RECORDED INFORMATION:
// Expiry tracking and renewal watermarks
use crate::auth::jwt;
use crate::duration;

pub const DEFAULT_WARN_MINUTES: i64 = 3;
pub const DEFAULT_REFRESH_MINUTES: i64 = 2;

/// Human label for how long `token` stays valid
pub fn describe_remaining(token: &str) -> String {
    if jwt::is_expired(token) {
        return "EXPIRED".to_string();
    }

    match jwt::time_remaining_minutes(token) {
        0 => "under a minute".to_string(),
        minutes => duration::format_minutes(u32::try_from(minutes).unwrap_or(u32::MAX)),
    }
}

/// Watermarks for the proactive renewal monitor
#[derive(Debug, Clone, Copy, PartialEq, Eq)]
pub struct ExpiryPolicy {
    /// Warn once when this many minutes or fewer remain
    pub warn_at_minutes: i64,
    /// Renew when this many minutes or fewer remain
    pub refresh_at_minutes: i64,
}

impl Default for ExpiryPolicy {
    fn default() -> Self {
        Self {
            warn_at_minutes: DEFAULT_WARN_MINUTES,
            refresh_at_minutes: DEFAULT_REFRESH_MINUTES,
        }
    }
}

/// What one monitor tick should do
#[derive(Debug, Clone, Copy, PartialEq, Eq, Default)]
pub struct ExpiryCheck {
    pub warn: bool,
    pub refresh: bool,
}

impl ExpiryPolicy {
    pub fn is_expiring(&self, remaining_minutes: i64) -> bool {
        remaining_minutes <= self.warn_at_minutes
    }

    /// Decide a tick. `warned` tracks whether the current danger window
    /// already produced a warning; it clears once the token recovers above
    /// the warn watermark.
    pub fn evaluate(&self, remaining_minutes: i64, warned: &mut bool) -> ExpiryCheck {
        if remaining_minutes > self.warn_at_minutes {
            *warned = false;
            return ExpiryCheck::default();
        }

        let warn = !*warned;
        *warned = true;

        ExpiryCheck {
            warn,
            refresh: remaining_minutes <= self.refresh_at_minutes,
        }
    }
}
use crate::duration::{self, ActivityTime};
use chrono::{NaiveDate, NaiveDateTime};
use serde::{Deserialize, Serialize};
use uuid::Uuid;

/// One activity ("actividad") logged inside a shift
#[derive(Debug, Clone, Serialize, Deserialize, PartialEq, Eq)]
#[serde(rename_all = "camelCase")]
pub struct Activity {
    /// Client-side draft id, assigned before the backend sees the record
    #[serde(default = "Uuid::new_v4")]
    pub id: Uuid,
    #[serde(default)]
    pub oti: String,
    #[serde(default)]
    pub proceso: String,
    #[serde(default)]
    pub maquina: String,
    #[serde(default)]
    pub insumos: Vec<String>,
    #[serde(default)]
    pub tipo_tiempo: String,
    #[serde(default, skip_serializing_if = "Option::is_none")]
    pub hora_inicio: Option<String>,
    #[serde(default, skip_serializing_if = "Option::is_none")]
    pub hora_fin: Option<String>,
    /// Derived minutes, recomputed whenever a time field changes
    #[serde(default)]
    pub tiempo: u32,
    #[serde(default, skip_serializing_if = "Option::is_none")]
    pub observaciones: Option<String>,
}

impl Activity {
    pub fn draft() -> Self {
        Self {
            id: Uuid::new_v4(),
            oti: String::new(),
            proceso: String::new(),
            maquina: String::new(),
            insumos: Vec::new(),
            tipo_tiempo: String::new(),
            hora_inicio: None,
            hora_fin: None,
            tiempo: 0,
            observaciones: None,
        }
    }

    pub fn set_hora_inicio(&mut self, value: impl Into<String>) -> ActivityTime {
        self.hora_inicio = Some(value.into());
        self.recompute()
    }

    pub fn set_hora_fin(&mut self, value: impl Into<String>) -> ActivityTime {
        self.hora_fin = Some(value.into());
        self.recompute()
    }

    pub fn time(&self) -> ActivityTime {
        duration::elapsed(
            self.hora_inicio.as_deref().unwrap_or(""),
            self.hora_fin.as_deref().unwrap_or(""),
        )
    }

    /// Re-derive `tiempo` from the current clock times
    pub fn recompute(&mut self) -> ActivityTime {
        let time = self.time();
        self.tiempo = time.minutes;
        time
    }

    /// Full start/end timestamps on `fecha`, `None` while either time is unset
    pub fn timestamps(&self, fecha: NaiveDate) -> Option<(NaiveDateTime, NaiveDateTime)> {
        let start = duration::parse_clock(self.hora_inicio.as_deref()?)?;
        let end = duration::parse_clock(self.hora_fin.as_deref()?)?;
        Some(duration::on_reference_day(fecha, start, end))
    }
}

impl Default for Activity {
    fn default() -> Self {
        Self::draft()
    }
}

/// A work shift ("jornada")
#[derive(Debug, Clone, Serialize, Deserialize, PartialEq, Eq)]
#[serde(rename_all = "camelCase")]
pub struct Shift {
    pub fecha: NaiveDate,
    #[serde(default, skip_serializing_if = "Option::is_none")]
    pub operario: Option<String>,
    #[serde(default)]
    pub actividades: Vec<Activity>,
}

impl Shift {
    pub fn new(fecha: NaiveDate) -> Self {
        Self {
            fecha,
            operario: None,
            actividades: Vec::new(),
        }
    }

    /// Recompute every activity's derived time
    pub fn recompute(&mut self) {
        for activity in &mut self.actividades {
            activity.recompute();
        }
    }

    pub fn total_minutes(&self) -> u32 {
        self.actividades.iter().map(|a| a.tiempo).sum()
    }
}

/// Access/refresh token pair as returned by the auth endpoints
#[derive(Debug, Clone, Serialize, Deserialize, PartialEq, Eq)]
pub struct TokenPair {
    pub token: String,
    #[serde(rename = "refreshToken", alias = "refresh_token")]
    pub refresh_token: String,
}

#[derive(Debug, Clone, Copy, Serialize, Deserialize, PartialEq, Eq)]
#[serde(rename_all = "lowercase")]
pub enum Role {
    Admin,
    #[serde(alias = "production")]
    Produccion,
}

impl Role {
    pub fn as_str(&self) -> &str {
        match self {
            Role::Admin => "admin",
            Role::Produccion => "produccion",
        }
    }
}

/// Logged-in account, stored under the `user` key
#[derive(Debug, Clone, Serialize, Deserialize, PartialEq, Eq)]
pub struct User {
    #[serde(alias = "_id")]
    pub id: String,
    pub nombre: String,
    pub email: String,
    pub rol: Role,
}

/// Validated production operator, stored under the `operario` key
#[derive(Debug, Clone, Serialize, Deserialize, PartialEq, Eq)]
pub struct Operario {
    #[serde(alias = "_id")]
    pub id: String,
    pub nombre: String,
    pub cedula: String,
}

#[derive(Debug, Clone, Deserialize)]
pub struct LoginResponse {
    #[serde(flatten)]
    pub tokens: TokenPair,
    pub user: User,
}

#[derive(Debug, Clone, Deserialize)]
pub struct CedulaResponse {
    #[serde(flatten)]
    pub tokens: TokenPair,
    pub operario: Operario,
}

#[derive(Debug, Clone, Copy, PartialEq, Eq)]
pub enum SessionStatus {
    Active,
    Expiring,
    Expired,
    NoSession,
}

impl SessionStatus {
    pub fn as_str(&self) -> &str {
        match self {
            SessionStatus::Active => "ACTIVE",
            SessionStatus::Expiring => "EXPIRING",
            SessionStatus::Expired => "EXPIRED",
            SessionStatus::NoSession => "NO_SESSION",
        }
    }
}
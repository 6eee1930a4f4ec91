//! Client core for production shift tracking.
//!
//! - [`duration`]: activity time from start/end clock times, midnight aware
//! - [`auth`]: decode-only JWT inspection, session storage, auth endpoints
//! - [`session`]: token lifecycle with serialized renewal and an expiry monitor

pub mod auth;
pub mod cli;
pub mod config;
pub mod duration;
pub mod error;
pub mod expiry;
pub mod models;
pub mod session;
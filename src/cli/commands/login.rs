use crate::cli::open_session;
use crate::error::Result;
use crate::expiry;

pub async fn execute(api_url: Option<String>, email: &str, password: &str) -> Result<()> {
    let (_config, session) = open_session(api_url)?;

    let user = session.login(email, password).await?;

    println!("✓ Login successful!");
    println!(
        "  User: {} <{}> ({})",
        user.nombre,
        user.email,
        user.rol.as_str()
    );

    if let Some(token) = session.access_token() {
        println!("  Token expires in: {}", expiry::describe_remaining(&token));
    }

    Ok(())
}
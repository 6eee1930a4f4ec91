use crate::duration::{self, ActivityTime};
use crate::error::{Result, TrackerError};

pub fn execute(inicio: &str, fin: &str, json: bool) -> Result<()> {
    // The calculator reads bad input as zero; on the command line say so instead
    for value in [inicio, fin] {
        if duration::parse_clock(value).is_none() {
            return Err(TrackerError::InvalidTime(value.to_string()));
        }
    }

    let time = duration::elapsed(inicio, fin);

    if json {
        println!("{}", render_json(&time));
    } else {
        println!(
            "{} -> {}: {} min ({})",
            inicio,
            fin,
            time.minutes,
            duration::format_minutes(time.minutes)
        );
        if time.crosses_midnight {
            println!("  Crosses midnight: end time is on the next day");
        }
    }

    Ok(())
}

fn render_json(time: &ActivityTime) -> serde_json::Value {
    serde_json::json!({
        "tiempo": time.minutes,
        "cruzaMedianoche": time.crosses_midnight,
    })
}
// Configuration management
use crate::error::{Result, TrackerError};
use crate::expiry::{ExpiryPolicy, DEFAULT_REFRESH_MINUTES, DEFAULT_WARN_MINUTES};
use serde::{Deserialize, Serialize};
use std::fs;
use std::path::PathBuf;
use std::time::Duration;

pub const API_URL_ENV: &str = "JORNADA_API_URL";

#[derive(Debug, Clone, Serialize, Deserialize, Default)]
pub struct Config {
    #[serde(default)]
    pub api: ApiConfig,
    #[serde(default)]
    pub session: SessionConfig,
}

#[derive(Debug, Clone, Serialize, Deserialize)]
pub struct ApiConfig {
    pub base_url: Option<String>,
    #[serde(default = "default_timeout_secs")]
    pub timeout_secs: u64,
}

fn default_timeout_secs() -> u64 {
    10
}

impl Default for ApiConfig {
    fn default() -> Self {
        Self {
            base_url: None,
            timeout_secs: default_timeout_secs(),
        }
    }
}

#[derive(Debug, Clone, Serialize, Deserialize)]
pub struct SessionConfig {
    #[serde(default = "default_check_interval_secs")]
    pub check_interval_secs: u64,
    #[serde(default = "default_warn_minutes")]
    pub warn_minutes: i64,
    #[serde(default = "default_refresh_minutes")]
    pub refresh_minutes: i64,
}

fn default_check_interval_secs() -> u64 {
    60
}

fn default_warn_minutes() -> i64 {
    DEFAULT_WARN_MINUTES
}

fn default_refresh_minutes() -> i64 {
    DEFAULT_REFRESH_MINUTES
}

impl Default for SessionConfig {
    fn default() -> Self {
        Self {
            check_interval_secs: default_check_interval_secs(),
            warn_minutes: default_warn_minutes(),
            refresh_minutes: default_refresh_minutes(),
        }
    }
}

impl SessionConfig {
    pub fn check_interval(&self) -> Duration {
        Duration::from_secs(self.check_interval_secs.max(1))
    }

    pub fn expiry_policy(&self) -> ExpiryPolicy {
        ExpiryPolicy {
            warn_at_minutes: self.warn_minutes,
            refresh_at_minutes: self.refresh_minutes,
        }
    }
}

impl Config {
    /// Get the config directory path
    ///
    /// Priority:
    /// 1. XDG_CONFIG_HOME/jornada (if env var is set)
    /// 2. ~/.config/jornada (if ~/.config exists)
    /// 3. ~/.jornada (fallback on Unix, doesn't create ~/.config)
    /// 4. Platform default on Windows
    pub fn config_dir() -> Result<PathBuf> {
        if let Ok(xdg_config) = std::env::var("XDG_CONFIG_HOME") {
            return Ok(PathBuf::from(xdg_config).join("jornada"));
        }

        #[cfg(unix)]
        {
            if let Some(home_dir) = dirs::home_dir() {
                let xdg_config = home_dir.join(".config");

                if xdg_config.exists() {
                    return Ok(xdg_config.join("jornada"));
                }

                return Ok(home_dir.join(".jornada"));
            }
        }

        #[cfg(not(unix))]
        {
            if let Some(config_dir) = dirs::config_dir() {
                return Ok(config_dir.join("jornada"));
            }
        }

        Err(TrackerError::ConfigError(
            "Could not determine config directory".to_string(),
        ))
    }

    pub fn config_file_path() -> Result<PathBuf> {
        Ok(Self::config_dir()?.join("config.toml"))
    }

    /// Load configuration from file, environment variables, and defaults
    pub fn load() -> Result<Self> {
        let config_path = Self::config_file_path()?;

        let mut config = if config_path.exists() {
            tracing::debug!("Loading config from: {}", config_path.display());
            let contents = fs::read_to_string(&config_path).map_err(|e| {
                TrackerError::ConfigError(format!("Failed to read config file: {}", e))
            })?;
            Self::parse(&contents)?
        } else {
            tracing::debug!(
                "Config file not found at {}, using defaults",
                config_path.display()
            );
            Config::default()
        };

        if let Ok(base_url) = std::env::var(API_URL_ENV) {
            tracing::debug!("Using {} from environment: {}", API_URL_ENV, base_url);
            config.api.base_url = Some(base_url);
        }

        Ok(config)
    }

    pub fn parse(contents: &str) -> Result<Self> {
        let config: Config = toml::from_str(contents)?;
        config.validate()?;
        Ok(config)
    }

    fn validate(&self) -> Result<()> {
        if self.session.refresh_minutes > self.session.warn_minutes {
            return Err(TrackerError::InvalidConfig(format!(
                "session.refresh_minutes ({}) must not exceed session.warn_minutes ({})",
                self.session.refresh_minutes, self.session.warn_minutes
            )));
        }
        if self.session.refresh_minutes < 0 {
            return Err(TrackerError::InvalidConfig(
                "session.refresh_minutes must not be negative".to_string(),
            ));
        }
        Ok(())
    }

    /// Create a sample config file with comments
    pub fn create_sample() -> Result<()> {
        let config_dir = Self::config_dir()?;
        let config_path = Self::config_file_path()?;

        if !config_dir.exists() {
            fs::create_dir_all(&config_dir).map_err(|e| {
                TrackerError::ConfigError(format!("Failed to create config directory: {}", e))
            })?;
        }

        // Don't overwrite existing config
        if config_path.exists() {
            return Err(TrackerError::ConfigError(format!(
                "Config file already exists at: {}",
                config_path.display()
            )));
        }

        fs::write(&config_path, SAMPLE_CONFIG).map_err(|e| {
            TrackerError::ConfigError(format!("Failed to write sample config: {}", e))
        })?;

        println!("Created sample config file at: {}", config_path.display());
        println!("\nPlease edit the file and set the backend URL:");
        println!("  base_url = \"https://produccion.example.com/api\"");

        Ok(())
    }

    /// Backend URL, required by every command that talks to the server
    pub fn base_url(&self) -> Result<&str> {
        self.api
            .base_url
            .as_deref()
            .filter(|url| !url.trim().is_empty())
            .ok_or_else(|| {
                TrackerError::InvalidConfig(format!(
                    "Backend URL is required. Provide --api-url, set {}, or configure api.base_url in the config file",
                    API_URL_ENV
                ))
            })
    }

    pub fn request_timeout(&self) -> Duration {
        Duration::from_secs(self.api.timeout_secs.max(1))
    }
}

const SAMPLE_CONFIG: &str = r#"# Jornada client configuration
# Location priority:
#   1. $XDG_CONFIG_HOME/jornada/config.toml (if XDG_CONFIG_HOME is set)
#   2. ~/.config/jornada/config.toml (if ~/.config exists)
#   3. ~/.jornada/config.toml (fallback)
#
# The backend URL can also be set via the JORNADA_API_URL environment variable.

[api]
# Base URL of the production-tracking backend (required)
# Example: base_url = "https://produccion.example.com/api"
base_url = ""

# HTTP request timeout in seconds (default: 10)
timeout_secs = 10

[session]
# How often the session monitor checks the access token, in seconds (default: 60)
check_interval_secs = 60

# Warn once when this many minutes or fewer remain (default: 3)
warn_minutes = 3

# Renew the access token when this many minutes or fewer remain (default: 2)
refresh_minutes = 2
"#;

#[cfg(test)]
mod tests {
    use super::*;

    #[test]
    fn test_defaults() {
        let config = Config::default();
        assert_eq!(config.session.check_interval(), Duration::from_secs(60));
        assert_eq!(config.session.expiry_policy(), ExpiryPolicy::default());
        assert_eq!(config.request_timeout(), Duration::from_secs(10));
        assert!(config.base_url().is_err());
    }

    #[test]
    fn test_sample_config_parses() {
        let config = Config::parse(SAMPLE_CONFIG).unwrap();
        assert_eq!(config.session.warn_minutes, 3);
        assert_eq!(config.session.refresh_minutes, 2);
        // Empty URL in the sample counts as unset
        assert!(config.base_url().is_err());
    }

    #[test]
    fn test_partial_config_fills_defaults() {
        let config = Config::parse(
            r#"
            [api]
            base_url = "http://localhost:5000/api"
            "#,
        )
        .unwrap();
        assert_eq!(config.base_url().unwrap(), "http://localhost:5000/api");
        assert_eq!(config.api.timeout_secs, 10);
        assert_eq!(config.session.check_interval_secs, 60);
    }

    #[test]
    fn test_rejects_inverted_watermarks() {
        let result = Config::parse(
            r#"
            [session]
            warn_minutes = 1
            refresh_minutes = 5
            "#,
        );
        assert!(matches!(result, Err(TrackerError::InvalidConfig(_))));
    }

    #[test]
    fn test_rejects_mistyped_field() {
        let result = Config::parse(
            r#"
            [session]
            check_interval_secs = "often"
            "#,
        );
        let err = result.unwrap_err();
        assert!(matches!(err, TrackerError::Toml(_)));
        assert!(err.to_string().starts_with("TOML parse error"));
    }

    #[test]
    fn test_rejects_invalid_toml() {
        assert!(matches!(
            Config::parse("[api"),
            Err(TrackerError::Toml(_))
        ));
    }
}
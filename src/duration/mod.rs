// Activity time accounting
use chrono::{Duration, NaiveDate, NaiveDateTime, NaiveTime};

const MINUTES_PER_HOUR: u32 = 60;

/// Elapsed time between two clock times of an activity
#[derive(Debug, Clone, Copy, PartialEq, Eq, Default)]
pub struct ActivityTime {
    pub minutes: u32,
    /// End time falls on the day after the start time
    pub crosses_midnight: bool,
}

/// Parse a 24h clock time (`HH:MM`, optionally `HH:MM:SS`).
///
/// Empty or malformed input yields `None`, which callers treat as "unset".
pub fn parse_clock(value: &str) -> Option<NaiveTime> {
    let value = value.trim();
    if value.is_empty() {
        return None;
    }

    NaiveTime::parse_from_str(value, "%H:%M")
        .or_else(|_| NaiveTime::parse_from_str(value, "%H:%M:%S"))
        .ok()
}

/// Minutes elapsed from `start` to `end`, both same-day clock times.
///
/// An end time earlier than the start time is read as falling on the next
/// day. Equal times give zero, never a full day. Unset or malformed times
/// give zero.
pub fn elapsed(start: &str, end: &str) -> ActivityTime {
    let (Some(start), Some(end)) = (parse_clock(start), parse_clock(end)) else {
        return ActivityTime::default();
    };

    elapsed_between(start, end)
}

/// Same as [`elapsed`] for already-parsed times
pub fn elapsed_between(start: NaiveTime, end: NaiveTime) -> ActivityTime {
    let (start_at, end_at) = on_reference_day(reference_day(), start, end);
    let crosses_midnight = end < start;

    if end_at <= start_at {
        return ActivityTime::default();
    }

    let minutes = (end_at - start_at).num_minutes();
    ActivityTime {
        minutes: u32::try_from(minutes).unwrap_or(0),
        crosses_midnight,
    }
}

/// Place a start/end clock pair on `day`, moving the end to the next day
/// when it is earlier than the start.
pub fn on_reference_day(
    day: NaiveDate,
    start: NaiveTime,
    end: NaiveTime,
) -> (NaiveDateTime, NaiveDateTime) {
    let start_at = day.and_time(start);
    let mut end_at = day.and_time(end);
    if end < start {
        end_at += Duration::days(1);
    }
    (start_at, end_at)
}

fn reference_day() -> NaiveDate {
    NaiveDate::from_ymd_opt(1970, 1, 1).unwrap_or_default()
}

/// Format a minute total as `"2h 05m"` / `"45m"`
pub fn format_minutes(minutes: u32) -> String {
    let hours = minutes / MINUTES_PER_HOUR;
    let mins = minutes % MINUTES_PER_HOUR;

    if hours > 0 {
        format!("{}h {:02}m", hours, mins)
    } else {
        format!("{}m", mins)
    }
}
use crate::error::{Result, TrackerError};
use crate::models::{CedulaResponse, LoginResponse, TokenPair};
use async_trait::async_trait;
use serde::de::DeserializeOwned;
use serde::{Deserialize, Serialize};
use std::time::Duration;

const LOGIN_PATH: &str = "/auth/login";
const VALIDATE_CEDULA_PATH: &str = "/auth/validate-cedula";
const REFRESH_PATH: &str = "/auth/refresh-token";
const LOGOUT_PATH: &str = "/auth/logout";

/// Authentication endpoints of the production-tracking backend
#[cfg_attr(test, mockall::automock)]
#[async_trait]
pub trait AuthApi: Send + Sync {
    async fn login(&self, email: &str, password: &str) -> Result<LoginResponse>;

    async fn validate_cedula(&self, cedula: &str) -> Result<CedulaResponse>;

    /// Exchange a refresh token for a new token pair
    async fn refresh_token(&self, refresh_token: &str) -> Result<TokenPair>;

    /// Ask the server to invalidate `refresh_token`
    async fn logout(&self, refresh_token: &str) -> Result<()>;
}

#[derive(Serialize)]
struct LoginRequest<'a> {
    email: &'a str,
    password: &'a str,
}

#[derive(Serialize)]
struct CedulaRequest<'a> {
    cedula: &'a str,
}

#[derive(Serialize)]
struct RefreshRequest<'a> {
    #[serde(rename = "refreshToken")]
    refresh_token: &'a str,
}

#[derive(Deserialize)]
struct ErrorBody {
    #[serde(alias = "error")]
    message: Option<String>,
}

/// reqwest-backed client for the REST endpoints
pub struct HttpAuthApi {
    client: reqwest::Client,
    base_url: String,
}

impl HttpAuthApi {
    pub fn new(base_url: &str, timeout: Duration) -> Result<Self> {
        let client = reqwest::Client::builder()
            .timeout(timeout)
            .user_agent(concat!("jornada/", env!("CARGO_PKG_VERSION")))
            .build()?;

        Ok(Self {
            client,
            base_url: base_url.trim_end_matches('/').to_string(),
        })
    }

    fn url(&self, path: &str) -> String {
        format!("{}{}", self.base_url, path)
    }

    async fn post<B, R>(&self, path: &str, body: &B) -> Result<R>
    where
        B: Serialize + ?Sized + Sync,
        R: DeserializeOwned,
    {
        let response = self.send(path, body).await?;
        Ok(response.json::<R>().await?)
    }

    async fn send<B>(&self, path: &str, body: &B) -> Result<reqwest::Response>
    where
        B: Serialize + ?Sized + Sync,
    {
        let url = self.url(path);
        tracing::debug!("POST {}", url);

        let response = self.client.post(&url).json(body).send().await?;
        let status = response.status();

        if status.is_success() {
            return Ok(response);
        }

        let text = response.text().await.unwrap_or_default();
        let message = serde_json::from_str::<ErrorBody>(&text)
            .ok()
            .and_then(|body| body.message)
            .unwrap_or_else(|| {
                status
                    .canonical_reason()
                    .unwrap_or("request failed")
                    .to_string()
            });

        tracing::debug!("POST {} failed with {}: {}", url, status, message);

        Err(TrackerError::Api {
            status: status.as_u16(),
            message,
        })
    }
}

#[async_trait]
impl AuthApi for HttpAuthApi {
    async fn login(&self, email: &str, password: &str) -> Result<LoginResponse> {
        self.post(LOGIN_PATH, &LoginRequest { email, password })
            .await
            .map_err(|e| match e {
                TrackerError::Api { status: 400 | 401, message } => {
                    TrackerError::AuthenticationFailed(message)
                }
                other => other,
            })
    }

    async fn validate_cedula(&self, cedula: &str) -> Result<CedulaResponse> {
        self.post(VALIDATE_CEDULA_PATH, &CedulaRequest { cedula })
            .await
            .map_err(|e| match e {
                TrackerError::Api { status: 400 | 401 | 404, message } => {
                    TrackerError::AuthenticationFailed(message)
                }
                other => other,
            })
    }

    async fn refresh_token(&self, refresh_token: &str) -> Result<TokenPair> {
        self.post(REFRESH_PATH, &RefreshRequest { refresh_token })
            .await
    }

    async fn logout(&self, refresh_token: &str) -> Result<()> {
        self.send(LOGOUT_PATH, &RefreshRequest { refresh_token })
            .await?;
        Ok(())
    }
}

#[cfg(test)]
mod tests {
    use super::*;
    use tokio::io::{AsyncReadExt, AsyncWriteExt};
    use tokio::net::TcpListener;
    use tokio::task::JoinHandle;

    /// Answer a single request with `status` and a JSON `body`.
    /// The handle yields the raw request that was received.
    async fn serve_once(status: &'static str, body: &'static str) -> (String, JoinHandle<String>) {
        let listener = TcpListener::bind("127.0.0.1:0").await.unwrap();
        let base_url = format!("http://{}/api", listener.local_addr().unwrap());

        let handle = tokio::spawn(async move {
            let (mut socket, _) = listener.accept().await.unwrap();

            let mut request = Vec::new();
            let mut buf = [0u8; 1024];
            let header_end = loop {
                let n = socket.read(&mut buf).await.unwrap();
                assert!(n > 0, "connection closed before headers");
                request.extend_from_slice(&buf[..n]);
                if let Some(pos) = request.windows(4).position(|w| w == b"\r\n\r\n") {
                    break pos + 4;
                }
            };

            let headers = String::from_utf8_lossy(&request[..header_end]).to_lowercase();
            let content_length = headers
                .lines()
                .find_map(|line| line.strip_prefix("content-length:"))
                .and_then(|value| value.trim().parse::<usize>().ok())
                .unwrap_or(0);
            while request.len() < header_end + content_length {
                let n = socket.read(&mut buf).await.unwrap();
                if n == 0 {
                    break;
                }
                request.extend_from_slice(&buf[..n]);
            }

            let response = format!(
                "HTTP/1.1 {}\r\nContent-Type: application/json\r\nContent-Length: {}\r\nConnection: close\r\n\r\n{}",
                status,
                body.len(),
                body
            );
            socket.write_all(response.as_bytes()).await.unwrap();
            let _ = socket.shutdown().await;

            String::from_utf8_lossy(&request).into_owned()
        });

        (base_url, handle)
    }

    fn client(base_url: &str) -> HttpAuthApi {
        HttpAuthApi::new(base_url, Duration::from_secs(5)).unwrap()
    }

    #[tokio::test]
    async fn test_refresh_returns_token_pair() {
        let (base_url, server) =
            serve_once("200 OK", r#"{"token":"a-2","refreshToken":"r-2"}"#).await;

        let pair = client(&base_url).refresh_token("r-1").await.unwrap();
        assert_eq!(pair.token, "a-2");
        assert_eq!(pair.refresh_token, "r-2");

        let request = server.await.unwrap();
        assert!(request.starts_with("POST /api/auth/refresh-token HTTP/1.1"));
        assert!(request.ends_with(r#"{"refreshToken":"r-1"}"#));
    }

    #[tokio::test]
    async fn test_rejected_refresh_carries_server_message() {
        let (base_url, server) =
            serve_once("401 Unauthorized", r#"{"message":"Refresh token expirado"}"#).await;

        let err = client(&base_url).refresh_token("r-1").await.unwrap_err();
        match err {
            TrackerError::Api { status, message } => {
                assert_eq!(status, 401);
                assert_eq!(message, "Refresh token expirado");
            }
            other => panic!("unexpected error: {:?}", other),
        }
        server.await.unwrap();
    }

    #[tokio::test]
    async fn test_error_without_body_falls_back_to_reason() {
        let (base_url, server) = serve_once("503 Service Unavailable", "").await;

        let err = client(&base_url).logout("r-1").await.unwrap_err();
        assert!(matches!(
            err,
            TrackerError::Api { status: 503, ref message } if message == "Service Unavailable"
        ));
        server.await.unwrap();
    }

    #[tokio::test]
    async fn test_login_rejection_is_authentication_failure() {
        let (base_url, server) =
            serve_once("401 Unauthorized", r#"{"error":"Credenciales inválidas"}"#).await;

        let err = client(&base_url)
            .login("ana@example.com", "wrong")
            .await
            .unwrap_err();
        assert!(matches!(
            err,
            TrackerError::AuthenticationFailed(ref message) if message == "Credenciales inválidas"
        ));

        let request = server.await.unwrap();
        assert!(request.starts_with("POST /api/auth/login HTTP/1.1"));
    }

    #[test]
    fn test_url_joins_without_double_slash() {
        let api = HttpAuthApi::new("http://localhost:5000/api/", Duration::from_secs(5)).unwrap();
        assert_eq!(
            api.url(REFRESH_PATH),
            "http://localhost:5000/api/auth/refresh-token"
        );
    }

    #[test]
    fn test_refresh_request_wire_format() {
        let body = serde_json::to_value(RefreshRequest {
            refresh_token: "r-1",
        })
        .unwrap();
        assert_eq!(body, serde_json::json!({ "refreshToken": "r-1" }));
    }

    #[test]
    fn test_error_body_accepts_message_or_error() {
        let body: ErrorBody = serde_json::from_str(r#"{"message":"Token inválido"}"#).unwrap();
        assert_eq!(body.message.as_deref(), Some("Token inválido"));

        let body: ErrorBody = serde_json::from_str(r#"{"error":"expired"}"#).unwrap();
        assert_eq!(body.message.as_deref(), Some("expired"));
    }
}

WHAT IS BEING ASKED: Scan the records above for the string "draft", and copy every line where it turns up.

SOLVED PROBLEM:
    /// Client-side draft id, assigned before the backend sees the record
    pub fn draft() -> Self {
        Self::draft()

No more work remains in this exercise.